_TASK INPUTS_.
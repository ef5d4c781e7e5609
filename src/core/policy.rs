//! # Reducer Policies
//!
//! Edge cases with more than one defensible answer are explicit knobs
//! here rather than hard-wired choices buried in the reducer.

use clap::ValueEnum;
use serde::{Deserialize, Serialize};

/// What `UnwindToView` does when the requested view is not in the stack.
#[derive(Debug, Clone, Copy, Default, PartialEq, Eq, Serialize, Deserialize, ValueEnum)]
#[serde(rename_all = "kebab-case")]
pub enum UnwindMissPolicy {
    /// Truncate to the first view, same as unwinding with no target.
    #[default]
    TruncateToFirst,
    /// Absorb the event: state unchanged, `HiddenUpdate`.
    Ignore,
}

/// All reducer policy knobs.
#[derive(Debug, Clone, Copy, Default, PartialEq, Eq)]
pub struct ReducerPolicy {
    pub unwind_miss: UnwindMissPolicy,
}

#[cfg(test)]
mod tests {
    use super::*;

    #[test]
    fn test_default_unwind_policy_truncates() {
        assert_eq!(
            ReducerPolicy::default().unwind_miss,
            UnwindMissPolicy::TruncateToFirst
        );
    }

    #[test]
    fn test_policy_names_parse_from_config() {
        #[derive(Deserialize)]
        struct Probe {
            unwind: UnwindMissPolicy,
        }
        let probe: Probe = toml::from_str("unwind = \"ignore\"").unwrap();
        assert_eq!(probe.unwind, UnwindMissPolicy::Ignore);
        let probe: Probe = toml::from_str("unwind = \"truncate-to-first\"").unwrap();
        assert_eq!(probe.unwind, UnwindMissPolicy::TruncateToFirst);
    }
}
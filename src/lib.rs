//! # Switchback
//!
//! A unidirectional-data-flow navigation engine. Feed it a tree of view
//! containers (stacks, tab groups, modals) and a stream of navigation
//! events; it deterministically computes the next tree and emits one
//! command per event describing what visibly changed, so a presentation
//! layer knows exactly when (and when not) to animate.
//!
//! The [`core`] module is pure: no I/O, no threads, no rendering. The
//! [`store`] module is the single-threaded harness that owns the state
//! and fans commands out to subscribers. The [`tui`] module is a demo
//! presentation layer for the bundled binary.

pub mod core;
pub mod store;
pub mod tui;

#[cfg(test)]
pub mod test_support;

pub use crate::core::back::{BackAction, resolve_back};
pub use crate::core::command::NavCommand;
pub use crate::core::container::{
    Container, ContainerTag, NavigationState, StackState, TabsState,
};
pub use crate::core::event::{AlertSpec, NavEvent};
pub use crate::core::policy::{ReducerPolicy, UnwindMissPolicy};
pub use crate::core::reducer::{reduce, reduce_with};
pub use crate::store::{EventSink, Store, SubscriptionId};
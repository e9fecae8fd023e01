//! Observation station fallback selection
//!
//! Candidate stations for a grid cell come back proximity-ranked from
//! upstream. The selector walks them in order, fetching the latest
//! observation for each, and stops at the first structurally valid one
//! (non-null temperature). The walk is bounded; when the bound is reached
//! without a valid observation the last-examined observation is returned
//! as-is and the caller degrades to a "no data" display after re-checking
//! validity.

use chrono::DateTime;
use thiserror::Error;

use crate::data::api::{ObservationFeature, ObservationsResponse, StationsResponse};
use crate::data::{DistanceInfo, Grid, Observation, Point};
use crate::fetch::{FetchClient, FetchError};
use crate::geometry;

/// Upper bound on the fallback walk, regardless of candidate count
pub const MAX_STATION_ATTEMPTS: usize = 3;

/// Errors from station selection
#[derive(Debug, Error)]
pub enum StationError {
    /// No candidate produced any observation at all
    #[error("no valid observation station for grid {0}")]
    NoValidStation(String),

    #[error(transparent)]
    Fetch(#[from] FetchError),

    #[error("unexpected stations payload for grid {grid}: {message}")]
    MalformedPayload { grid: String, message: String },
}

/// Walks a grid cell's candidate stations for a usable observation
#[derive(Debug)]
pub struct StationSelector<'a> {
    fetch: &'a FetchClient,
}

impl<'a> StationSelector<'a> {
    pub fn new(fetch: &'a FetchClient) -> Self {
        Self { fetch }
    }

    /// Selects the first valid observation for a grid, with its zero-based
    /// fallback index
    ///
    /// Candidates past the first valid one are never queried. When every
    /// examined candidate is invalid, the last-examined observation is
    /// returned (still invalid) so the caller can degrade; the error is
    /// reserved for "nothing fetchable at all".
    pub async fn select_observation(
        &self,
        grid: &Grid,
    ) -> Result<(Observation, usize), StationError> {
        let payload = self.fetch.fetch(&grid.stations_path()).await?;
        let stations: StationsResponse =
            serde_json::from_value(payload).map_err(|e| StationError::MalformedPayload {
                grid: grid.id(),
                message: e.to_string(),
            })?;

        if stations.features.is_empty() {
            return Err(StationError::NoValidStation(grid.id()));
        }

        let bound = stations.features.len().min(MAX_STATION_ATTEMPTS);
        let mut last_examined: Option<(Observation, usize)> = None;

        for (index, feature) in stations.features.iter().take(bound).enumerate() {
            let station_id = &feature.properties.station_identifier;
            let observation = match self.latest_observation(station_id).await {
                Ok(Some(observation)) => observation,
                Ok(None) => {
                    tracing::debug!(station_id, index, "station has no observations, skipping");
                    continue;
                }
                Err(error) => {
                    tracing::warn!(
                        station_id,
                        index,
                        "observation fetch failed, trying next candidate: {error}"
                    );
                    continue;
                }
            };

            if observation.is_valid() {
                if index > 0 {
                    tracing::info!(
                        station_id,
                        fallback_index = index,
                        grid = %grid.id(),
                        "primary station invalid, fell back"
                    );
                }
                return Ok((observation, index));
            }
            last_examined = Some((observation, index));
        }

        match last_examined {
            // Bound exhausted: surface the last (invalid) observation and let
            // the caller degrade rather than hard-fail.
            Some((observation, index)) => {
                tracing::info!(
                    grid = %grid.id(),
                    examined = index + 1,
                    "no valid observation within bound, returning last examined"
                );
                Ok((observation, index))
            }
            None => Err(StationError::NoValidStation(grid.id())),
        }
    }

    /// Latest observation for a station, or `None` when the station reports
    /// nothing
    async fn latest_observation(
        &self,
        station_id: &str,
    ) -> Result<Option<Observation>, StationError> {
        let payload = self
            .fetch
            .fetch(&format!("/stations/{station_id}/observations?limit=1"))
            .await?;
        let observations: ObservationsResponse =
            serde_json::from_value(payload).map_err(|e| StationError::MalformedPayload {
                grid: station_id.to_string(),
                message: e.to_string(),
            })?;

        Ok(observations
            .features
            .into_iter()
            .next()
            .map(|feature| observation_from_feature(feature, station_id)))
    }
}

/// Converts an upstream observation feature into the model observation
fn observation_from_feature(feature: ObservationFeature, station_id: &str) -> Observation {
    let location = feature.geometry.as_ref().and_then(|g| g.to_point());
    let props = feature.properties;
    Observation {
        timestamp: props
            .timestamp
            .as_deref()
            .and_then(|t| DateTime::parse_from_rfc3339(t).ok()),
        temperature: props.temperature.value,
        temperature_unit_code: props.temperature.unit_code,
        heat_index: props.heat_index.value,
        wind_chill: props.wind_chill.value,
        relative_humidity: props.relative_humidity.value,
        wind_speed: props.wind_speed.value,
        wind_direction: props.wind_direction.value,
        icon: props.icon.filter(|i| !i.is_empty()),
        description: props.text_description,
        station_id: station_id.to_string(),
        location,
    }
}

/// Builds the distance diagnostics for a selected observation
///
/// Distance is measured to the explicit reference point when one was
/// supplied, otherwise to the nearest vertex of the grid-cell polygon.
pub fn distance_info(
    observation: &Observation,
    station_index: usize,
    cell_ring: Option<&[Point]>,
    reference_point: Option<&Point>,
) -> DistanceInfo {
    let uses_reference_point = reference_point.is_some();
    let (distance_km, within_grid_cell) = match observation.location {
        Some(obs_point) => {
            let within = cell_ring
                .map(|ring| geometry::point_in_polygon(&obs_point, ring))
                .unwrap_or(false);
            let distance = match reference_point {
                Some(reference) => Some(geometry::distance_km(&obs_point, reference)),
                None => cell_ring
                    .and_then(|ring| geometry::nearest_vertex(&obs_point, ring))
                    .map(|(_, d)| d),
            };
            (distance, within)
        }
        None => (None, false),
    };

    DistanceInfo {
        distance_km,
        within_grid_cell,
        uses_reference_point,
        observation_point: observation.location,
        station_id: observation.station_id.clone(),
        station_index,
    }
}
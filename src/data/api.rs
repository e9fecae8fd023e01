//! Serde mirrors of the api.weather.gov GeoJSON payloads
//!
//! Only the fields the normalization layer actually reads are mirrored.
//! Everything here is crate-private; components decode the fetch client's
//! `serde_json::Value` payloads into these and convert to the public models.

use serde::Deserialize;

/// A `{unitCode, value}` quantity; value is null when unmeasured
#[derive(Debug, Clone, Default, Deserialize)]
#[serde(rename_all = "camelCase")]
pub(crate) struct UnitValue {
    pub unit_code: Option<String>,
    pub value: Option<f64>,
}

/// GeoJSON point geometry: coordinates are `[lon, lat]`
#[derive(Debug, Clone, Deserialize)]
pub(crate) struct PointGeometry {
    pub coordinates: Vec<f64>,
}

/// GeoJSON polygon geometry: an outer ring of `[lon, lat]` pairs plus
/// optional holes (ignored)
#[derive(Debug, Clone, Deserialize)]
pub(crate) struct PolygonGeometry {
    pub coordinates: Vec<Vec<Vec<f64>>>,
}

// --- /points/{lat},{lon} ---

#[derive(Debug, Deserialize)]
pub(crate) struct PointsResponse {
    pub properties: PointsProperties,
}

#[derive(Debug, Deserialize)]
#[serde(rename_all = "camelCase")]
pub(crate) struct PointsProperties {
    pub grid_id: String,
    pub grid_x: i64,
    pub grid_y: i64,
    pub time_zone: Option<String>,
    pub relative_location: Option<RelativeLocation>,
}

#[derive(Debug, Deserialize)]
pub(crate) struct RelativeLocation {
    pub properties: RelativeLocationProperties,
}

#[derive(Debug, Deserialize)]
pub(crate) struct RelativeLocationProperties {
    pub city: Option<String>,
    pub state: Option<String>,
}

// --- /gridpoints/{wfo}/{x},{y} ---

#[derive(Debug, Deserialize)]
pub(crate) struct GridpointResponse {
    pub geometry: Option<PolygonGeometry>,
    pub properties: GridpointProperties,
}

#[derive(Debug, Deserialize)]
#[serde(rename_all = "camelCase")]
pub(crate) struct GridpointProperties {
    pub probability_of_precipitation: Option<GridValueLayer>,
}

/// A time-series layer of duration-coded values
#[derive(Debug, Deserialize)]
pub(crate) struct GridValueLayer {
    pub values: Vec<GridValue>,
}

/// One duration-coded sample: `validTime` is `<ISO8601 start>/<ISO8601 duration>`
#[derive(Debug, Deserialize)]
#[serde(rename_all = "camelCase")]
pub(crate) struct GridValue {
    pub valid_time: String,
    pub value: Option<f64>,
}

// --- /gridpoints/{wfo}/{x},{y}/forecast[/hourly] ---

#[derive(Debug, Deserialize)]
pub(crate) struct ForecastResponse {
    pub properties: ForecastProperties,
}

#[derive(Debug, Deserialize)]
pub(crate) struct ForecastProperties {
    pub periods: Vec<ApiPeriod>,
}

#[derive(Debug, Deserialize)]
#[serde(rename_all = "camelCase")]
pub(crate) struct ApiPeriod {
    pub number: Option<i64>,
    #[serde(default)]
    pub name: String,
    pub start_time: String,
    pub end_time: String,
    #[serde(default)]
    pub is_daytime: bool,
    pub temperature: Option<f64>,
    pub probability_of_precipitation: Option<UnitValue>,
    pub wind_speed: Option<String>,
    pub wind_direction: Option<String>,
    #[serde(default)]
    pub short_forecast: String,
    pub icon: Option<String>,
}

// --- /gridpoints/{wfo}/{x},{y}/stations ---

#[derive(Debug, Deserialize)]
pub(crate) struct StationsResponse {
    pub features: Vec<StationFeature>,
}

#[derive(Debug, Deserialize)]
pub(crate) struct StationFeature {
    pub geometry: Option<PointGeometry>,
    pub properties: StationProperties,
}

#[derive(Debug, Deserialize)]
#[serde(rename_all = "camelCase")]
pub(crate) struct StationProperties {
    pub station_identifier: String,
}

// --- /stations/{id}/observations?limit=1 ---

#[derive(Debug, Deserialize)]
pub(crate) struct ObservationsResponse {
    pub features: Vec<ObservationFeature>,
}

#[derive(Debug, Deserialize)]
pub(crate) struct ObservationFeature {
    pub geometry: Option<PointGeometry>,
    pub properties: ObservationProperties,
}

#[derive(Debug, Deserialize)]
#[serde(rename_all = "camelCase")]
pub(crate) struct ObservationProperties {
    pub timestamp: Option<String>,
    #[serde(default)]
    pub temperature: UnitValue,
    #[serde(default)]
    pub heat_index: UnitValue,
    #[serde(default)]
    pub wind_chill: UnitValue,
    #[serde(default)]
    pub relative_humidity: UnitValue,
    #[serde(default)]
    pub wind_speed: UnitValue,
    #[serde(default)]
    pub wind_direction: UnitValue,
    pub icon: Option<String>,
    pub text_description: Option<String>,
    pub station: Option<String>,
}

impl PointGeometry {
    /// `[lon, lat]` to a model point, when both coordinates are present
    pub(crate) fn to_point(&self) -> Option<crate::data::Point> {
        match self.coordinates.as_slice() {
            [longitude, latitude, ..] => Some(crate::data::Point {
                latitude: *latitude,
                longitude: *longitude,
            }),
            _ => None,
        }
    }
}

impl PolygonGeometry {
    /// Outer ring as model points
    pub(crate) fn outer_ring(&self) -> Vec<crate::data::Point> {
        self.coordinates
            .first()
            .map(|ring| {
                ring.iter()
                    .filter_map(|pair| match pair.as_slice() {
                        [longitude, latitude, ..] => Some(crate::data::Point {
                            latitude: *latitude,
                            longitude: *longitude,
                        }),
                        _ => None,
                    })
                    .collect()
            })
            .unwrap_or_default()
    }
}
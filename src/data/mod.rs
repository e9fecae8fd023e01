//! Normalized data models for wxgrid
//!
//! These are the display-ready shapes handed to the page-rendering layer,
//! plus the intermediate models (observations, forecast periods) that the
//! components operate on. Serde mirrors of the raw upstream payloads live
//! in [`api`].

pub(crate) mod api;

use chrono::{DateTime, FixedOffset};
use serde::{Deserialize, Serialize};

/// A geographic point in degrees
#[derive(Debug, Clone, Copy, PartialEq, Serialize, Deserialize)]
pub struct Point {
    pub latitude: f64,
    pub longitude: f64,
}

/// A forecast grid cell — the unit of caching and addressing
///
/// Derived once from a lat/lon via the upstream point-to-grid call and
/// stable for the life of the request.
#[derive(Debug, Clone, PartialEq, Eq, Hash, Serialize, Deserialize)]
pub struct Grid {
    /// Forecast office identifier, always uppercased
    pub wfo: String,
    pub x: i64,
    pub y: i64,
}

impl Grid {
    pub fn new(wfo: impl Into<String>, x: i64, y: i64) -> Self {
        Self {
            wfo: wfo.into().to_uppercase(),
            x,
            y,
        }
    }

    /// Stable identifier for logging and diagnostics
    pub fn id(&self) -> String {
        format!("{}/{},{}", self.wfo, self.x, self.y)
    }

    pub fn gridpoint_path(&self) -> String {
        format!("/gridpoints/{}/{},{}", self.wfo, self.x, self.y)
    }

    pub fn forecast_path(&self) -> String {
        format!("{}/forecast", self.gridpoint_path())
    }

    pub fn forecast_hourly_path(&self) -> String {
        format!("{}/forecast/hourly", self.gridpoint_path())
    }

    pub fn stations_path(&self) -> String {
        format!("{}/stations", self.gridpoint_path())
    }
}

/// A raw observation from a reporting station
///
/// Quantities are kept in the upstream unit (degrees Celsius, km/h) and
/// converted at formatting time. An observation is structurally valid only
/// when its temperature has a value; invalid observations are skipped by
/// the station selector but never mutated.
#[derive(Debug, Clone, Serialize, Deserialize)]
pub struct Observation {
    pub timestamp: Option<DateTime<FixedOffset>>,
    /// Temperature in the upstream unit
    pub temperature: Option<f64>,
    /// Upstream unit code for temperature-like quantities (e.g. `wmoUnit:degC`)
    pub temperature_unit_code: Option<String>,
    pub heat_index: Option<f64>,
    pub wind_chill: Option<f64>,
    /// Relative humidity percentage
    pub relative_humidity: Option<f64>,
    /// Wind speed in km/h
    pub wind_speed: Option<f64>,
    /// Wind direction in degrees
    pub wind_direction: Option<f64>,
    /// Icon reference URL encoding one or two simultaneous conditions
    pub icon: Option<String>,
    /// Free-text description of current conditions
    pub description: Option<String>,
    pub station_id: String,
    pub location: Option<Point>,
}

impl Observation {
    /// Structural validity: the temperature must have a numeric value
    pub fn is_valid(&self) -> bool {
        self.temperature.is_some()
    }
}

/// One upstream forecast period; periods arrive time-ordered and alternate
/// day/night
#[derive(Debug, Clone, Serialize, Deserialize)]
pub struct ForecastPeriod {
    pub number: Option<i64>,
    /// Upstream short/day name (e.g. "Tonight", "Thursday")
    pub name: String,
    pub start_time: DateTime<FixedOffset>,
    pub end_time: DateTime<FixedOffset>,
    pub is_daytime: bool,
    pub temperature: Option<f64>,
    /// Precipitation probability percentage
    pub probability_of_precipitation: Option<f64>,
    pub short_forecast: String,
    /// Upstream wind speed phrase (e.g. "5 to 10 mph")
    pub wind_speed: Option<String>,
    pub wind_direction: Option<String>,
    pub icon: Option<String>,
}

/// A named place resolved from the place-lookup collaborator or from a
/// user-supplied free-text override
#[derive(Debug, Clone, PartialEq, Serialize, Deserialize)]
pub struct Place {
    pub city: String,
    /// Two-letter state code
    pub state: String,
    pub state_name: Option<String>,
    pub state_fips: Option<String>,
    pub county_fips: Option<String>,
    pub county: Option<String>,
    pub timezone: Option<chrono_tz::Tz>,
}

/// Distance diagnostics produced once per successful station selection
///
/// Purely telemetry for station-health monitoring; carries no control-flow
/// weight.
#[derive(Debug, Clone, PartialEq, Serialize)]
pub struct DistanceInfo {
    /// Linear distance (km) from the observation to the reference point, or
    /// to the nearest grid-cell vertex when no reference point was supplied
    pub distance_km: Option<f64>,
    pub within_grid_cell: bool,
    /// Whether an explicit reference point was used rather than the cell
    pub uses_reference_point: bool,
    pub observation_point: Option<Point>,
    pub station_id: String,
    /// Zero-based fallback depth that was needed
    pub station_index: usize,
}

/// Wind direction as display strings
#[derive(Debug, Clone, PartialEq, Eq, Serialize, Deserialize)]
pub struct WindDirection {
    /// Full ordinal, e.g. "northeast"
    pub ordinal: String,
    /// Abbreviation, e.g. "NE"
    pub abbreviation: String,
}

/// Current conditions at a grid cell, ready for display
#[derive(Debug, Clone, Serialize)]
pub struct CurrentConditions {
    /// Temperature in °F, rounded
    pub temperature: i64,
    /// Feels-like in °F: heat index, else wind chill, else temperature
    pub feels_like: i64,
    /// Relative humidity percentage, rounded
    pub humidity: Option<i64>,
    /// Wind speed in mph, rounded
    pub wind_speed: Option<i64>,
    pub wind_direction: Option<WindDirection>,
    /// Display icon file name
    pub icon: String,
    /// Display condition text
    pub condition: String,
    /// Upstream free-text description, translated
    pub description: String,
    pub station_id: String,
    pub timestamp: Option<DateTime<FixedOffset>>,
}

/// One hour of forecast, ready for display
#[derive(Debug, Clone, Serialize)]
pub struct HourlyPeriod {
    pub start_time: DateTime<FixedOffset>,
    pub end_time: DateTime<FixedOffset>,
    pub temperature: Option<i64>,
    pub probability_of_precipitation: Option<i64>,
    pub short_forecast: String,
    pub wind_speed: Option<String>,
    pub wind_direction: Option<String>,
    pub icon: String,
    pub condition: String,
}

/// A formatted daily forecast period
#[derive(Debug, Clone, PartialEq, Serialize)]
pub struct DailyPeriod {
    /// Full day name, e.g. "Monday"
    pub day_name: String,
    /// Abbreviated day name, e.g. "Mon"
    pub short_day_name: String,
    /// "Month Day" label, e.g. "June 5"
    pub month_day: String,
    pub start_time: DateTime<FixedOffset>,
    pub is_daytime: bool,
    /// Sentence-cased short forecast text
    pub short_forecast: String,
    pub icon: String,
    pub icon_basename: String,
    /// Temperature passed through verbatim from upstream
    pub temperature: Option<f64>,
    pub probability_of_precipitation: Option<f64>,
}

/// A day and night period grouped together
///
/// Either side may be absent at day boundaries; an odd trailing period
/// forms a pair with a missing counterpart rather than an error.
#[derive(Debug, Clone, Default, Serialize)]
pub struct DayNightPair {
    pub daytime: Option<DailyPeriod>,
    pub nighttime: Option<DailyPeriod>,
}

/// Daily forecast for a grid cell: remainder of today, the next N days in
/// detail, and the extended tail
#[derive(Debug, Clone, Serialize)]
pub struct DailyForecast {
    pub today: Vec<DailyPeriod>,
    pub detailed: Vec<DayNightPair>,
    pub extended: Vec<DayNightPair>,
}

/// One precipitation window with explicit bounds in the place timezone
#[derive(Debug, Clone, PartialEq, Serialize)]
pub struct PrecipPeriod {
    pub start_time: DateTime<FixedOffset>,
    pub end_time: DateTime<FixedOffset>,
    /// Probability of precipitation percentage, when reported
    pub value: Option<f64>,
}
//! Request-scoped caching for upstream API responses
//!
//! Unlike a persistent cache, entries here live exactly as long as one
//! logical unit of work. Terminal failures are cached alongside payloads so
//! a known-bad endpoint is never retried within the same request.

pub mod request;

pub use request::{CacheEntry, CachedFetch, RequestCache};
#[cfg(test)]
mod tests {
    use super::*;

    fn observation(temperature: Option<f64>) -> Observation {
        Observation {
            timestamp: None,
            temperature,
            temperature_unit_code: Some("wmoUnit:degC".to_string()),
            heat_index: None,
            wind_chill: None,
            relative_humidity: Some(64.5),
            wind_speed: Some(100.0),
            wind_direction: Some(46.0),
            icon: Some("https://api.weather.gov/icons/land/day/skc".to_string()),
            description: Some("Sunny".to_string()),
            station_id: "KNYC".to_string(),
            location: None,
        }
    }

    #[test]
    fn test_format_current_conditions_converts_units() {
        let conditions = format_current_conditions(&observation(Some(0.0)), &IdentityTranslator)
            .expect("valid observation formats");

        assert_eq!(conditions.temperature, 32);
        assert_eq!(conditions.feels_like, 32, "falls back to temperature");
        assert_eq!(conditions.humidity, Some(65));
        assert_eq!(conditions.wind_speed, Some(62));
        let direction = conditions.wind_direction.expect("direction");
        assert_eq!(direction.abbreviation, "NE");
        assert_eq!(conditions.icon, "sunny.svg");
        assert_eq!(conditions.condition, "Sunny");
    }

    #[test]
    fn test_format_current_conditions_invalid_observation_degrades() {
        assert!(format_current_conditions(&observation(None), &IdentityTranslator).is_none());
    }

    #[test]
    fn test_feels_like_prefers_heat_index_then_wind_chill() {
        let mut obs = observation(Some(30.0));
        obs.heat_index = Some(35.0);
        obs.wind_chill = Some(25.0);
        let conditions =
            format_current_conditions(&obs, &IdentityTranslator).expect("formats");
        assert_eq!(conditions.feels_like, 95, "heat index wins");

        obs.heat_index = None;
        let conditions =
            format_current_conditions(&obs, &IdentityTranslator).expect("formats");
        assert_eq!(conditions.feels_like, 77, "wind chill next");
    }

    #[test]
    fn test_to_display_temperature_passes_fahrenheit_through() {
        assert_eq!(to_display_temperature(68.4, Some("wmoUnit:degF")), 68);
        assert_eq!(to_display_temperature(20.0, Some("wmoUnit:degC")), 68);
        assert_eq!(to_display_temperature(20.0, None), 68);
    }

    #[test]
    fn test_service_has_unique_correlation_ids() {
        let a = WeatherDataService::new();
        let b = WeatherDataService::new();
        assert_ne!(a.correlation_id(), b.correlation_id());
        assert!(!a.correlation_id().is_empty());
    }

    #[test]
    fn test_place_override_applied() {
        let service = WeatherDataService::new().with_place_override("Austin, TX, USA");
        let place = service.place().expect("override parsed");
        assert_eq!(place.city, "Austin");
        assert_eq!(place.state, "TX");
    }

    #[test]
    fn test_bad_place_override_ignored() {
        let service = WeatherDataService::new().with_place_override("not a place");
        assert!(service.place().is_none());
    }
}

_THE PROBLEM_. Please give the number of lines above in which the word "coded" appears, without any other text.

_WRITTEN RESPONSE_. 2